UNIVERSITÀ – Un laureato su due è disoccupato: i dati di un’ Italia disorientata

Eccoci nuovamente a commentare i drammatici numeri della nostra Italia. Si, perché ormai ad ogni nuova statistica che possa testimoniare un qualche tipo di crescita o di prospettiva ottimistica per il futuro del nostro Paese, corrisponde soltanto una batosta uguale e contraria.


Stavolta si parla del pezzo di carta per eccellenza, quello che tutti gli studenti universitari si augurano di vedere alla fine del tunnel. La laurea, come sappiamo, è un traguardo di un lungo percorso di formazione, il frutto di un iter spesso travagliato, costellato di delusioni, ansie ed enormi sacrifici per gli studenti e le loro famiglie. In tempi sempre più distanti dal presente qualcuno avrebbe potuto affermare che tutte queste fatiche venissero adeguatamente ricompensate dalle opportunità e dalle possibilità derivanti dal possesso della pergamena. Attualmente, abbiamo la certezza che non è così.
A mettercene al corrente sono le statistiche ufficiali UE effettuate da Eurostat, che ci mostrano numeri abbastanza drammatici. Si tratta di dati aggiornati al 2014 e riguardanti ragazzi tra i 20 ed i 34 anni.

52,9%: è la percentuale dei laureati che trovano un lavoro entro tre anni dal conseguimento del titolo. E bè, verrebbe da dire che a occhio e croce non sembra poi così tragico, sono più della metà, uno su due. Peccato che la media rilevata nei 28 paesi dell’Unione Europea sia dell’80,5% e che il nostro “uno su due” sia nient’altro che un tristissimo penultimo posto, seguito, e questo la dice lunga, dall’ultimo posto della Grecia(47,4%).

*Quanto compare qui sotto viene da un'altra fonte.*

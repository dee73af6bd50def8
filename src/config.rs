use crate::error::Error;
use serde::Deserialize;
use serde_with::{serde_as, DurationSeconds};
use std::fs::File;
use std::io::BufReader;
use std::path::Path;
use std::sync::Arc;
use std::time::Duration;

pub type Shared = Arc<Config>;

/// Environment variable naming an optional JSON config file.
pub const CONFIG_PATH_ENV: &str = "CERTCRAB_CONFIG";

/// Environment variable supplying the default target region.
pub const DEFAULT_REGION_ENV: &str = "AWS_DEFAULT_REGION";

#[serde_as]
#[derive(Deserialize, Debug, Clone, PartialEq, Eq)]
#[serde(default)]
pub struct Config {
    pub max_attempts: u32,
    #[serde_as(as = "DurationSeconds<u64>")]
    pub poll_interval: Duration,
    #[serde_as(as = "DurationSeconds<u64>")]
    pub safety_margin: Duration,
    #[serde_as(as = "DurationSeconds<u64>")]
    pub challenge_poll_interval: Duration,
    pub challenge_poll_attempts: u32,
    pub record_ttl: i64,
    #[serde_as(as = "DurationSeconds<u64>")]
    pub callback_timeout: Duration,
    #[serde_as(as = "DurationSeconds<u64>")]
    pub report_reserve: Duration,
    pub default_region: Option<String>,
}

impl Default for Config {
    fn default() -> Self {
        Config {
            max_attempts: 10,
            poll_interval: Duration::from_secs(10),
            safety_margin: Duration::from_secs(10),
            challenge_poll_interval: Duration::from_secs(10),
            challenge_poll_attempts: 6,
            record_ttl: 300,
            callback_timeout: Duration::from_secs(10),
            report_reserve: Duration::from_secs(2),
            default_region: None,
        }
    }
}

impl Config {
    pub fn try_from_file(p: impl AsRef<Path>) -> Result<Self, Error> {
        let f = File::open(p)?;
        let reader = BufReader::new(f);
        let conf: Config = serde_json::from_reader(reader)?;
        conf.validate()?;
        Ok(conf)
    }

    /// Load the config from the file named by [`CONFIG_PATH_ENV`] (or defaults when unset),
    /// then fill in [`Config::default_region`] from [`DEFAULT_REGION_ENV`] if the file didn't.
    ///
    /// # Errors
    ///
    /// Returns [`Error::IO`] or [`Error::InvalidJSON`] if the config file can't be read, and
    /// [`Error::InvalidConfig`] if the loaded settings are inconsistent.
    pub fn from_env() -> Result<Self, Error> {
        let mut conf = match std::env::var(CONFIG_PATH_ENV) {
            Ok(path) => {
                tracing::debug!("loading config from {path}");
                Self::try_from_file(path)?
            }
            Err(_) => Self::default(),
        };
        if conf.default_region.is_none() {
            conf.default_region = std::env::var(DEFAULT_REGION_ENV)
                .ok()
                .filter(|r| !r.trim().is_empty());
        }
        conf.validate()?;
        Ok(conf)
    }

    fn validate(&self) -> Result<(), Error> {
        if self.poll_interval.is_zero() {
            return Err(Error::InvalidConfig("poll_interval must be non-zero".into()));
        }
        // The tail of the invocation must leave room for a last status check and the
        // re-invocation dispatch after the final sleep.
        if self.safety_margin < self.poll_interval {
            return Err(Error::InvalidConfig(format!(
                "safety_margin ({}s) must not be shorter than poll_interval ({}s)",
                self.safety_margin.as_secs(),
                self.poll_interval.as_secs()
            )));
        }
        if self.challenge_poll_attempts == 0 {
            return Err(Error::InvalidConfig(
                "challenge_poll_attempts must be at least 1".into(),
            ));
        }
        if self.record_ttl <= 0 {
            return Err(Error::InvalidConfig("record_ttl must be positive".into()));
        }
        Ok(())
    }
}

Prima in classifica, come prevedibile, è invece la Germania, con un inarrivabile 93,1%.

30,5 %: cambia il pezzo di carta, ma non la tragicità della situazione, che anzi è peggiore per i diplomati occupati a tre anni dalla maturità, a fronte di una media europea del 59,8 % e di un 67% della Germania.

40,2%: leggermente meglio per i possessori di diplomi professionali, un dato che segnala la tendenza ed il potenziale del nostro Paese in questo settore.

45%: è la percentuale complessiva dei giovani occupati nel campione sondato, un numero distante da quel 76% medio dell’Europa e dal 75,2% della Francia, lontano dall’83,2% del Regno Unito e lontanissimo dal 90% tedesco.

La domanda è: cos’ è accaduto? Tra il 2008 ed il 2014, infatti, se nel complesso l’Unione Europea ha sofferto un calo dei giovani occupati a tre anni dal conseguimento del titolo dall’82% al 76%, l’Italia ha registrato un vero e proprio crollo dal 65,2% al 45%. Possibile che la crisi economica abbia segnato l’Italia come una delle sue vittime più martoriate? Potrebbe darsi. Del resto, in Francia la percentuale è passata dall’83,1% al 75,2%; nel Regno Unito dall’83,6% all’83,2%; in Germania c’è stata addirittura una crescita, dall’86,5% al 90%.
I nostri problemi potrebbero anche essere dovuti alle modifiche nell’accesso alla pensione, che ha tenuto al lavoro la fascia di età più anziana. Ma, se un colpevole lo si vuole proprio cercare, forse bisognerebbe anche fare un po’ di autocritica. La situazione è, infatti, la diretta conseguenza di scelte politiche e sociali infelici operate da un Paese che non si cura dei suoi giovani.


Sfiducia. E’ il termine che, secondo i dati dell’associazione Donne e qualità della vita, esprime lo stato d’animo di un neo laureato su due in un campione di 1000 laureandi tra i 24 e i 28 anni. Ragazzi sfiduciati e rassegnati che progettano di lasciare il Paese alla fine dei loro studi. Giovani che cercano disperatamente una direzione e, in mancanza di un appoggio istituzionale, la trovano da soli. C’è infatti un altro numero a dir poco preoccupante. E’ il 46% dei diplomati del 2015 che hanno dichiarato ad Almadiploma di essere pentiti del percorso intrapreso dopo la terza media. E se il problema si pone già in terza media, immaginate come esso possa progredire successivamente, fino al fatidico momento della scelta di un ateneo.
Il risultato, triste a dirsi, è una nuova generazione completamente abbandonata a se stessa, in primis dalle istituzioni scolastiche e dagli organi di orientamento, che, in quanto a guidare le nostre menti più fresche, in questi anni hanno fallito e, purtroppo, continuano a fallire miseramente.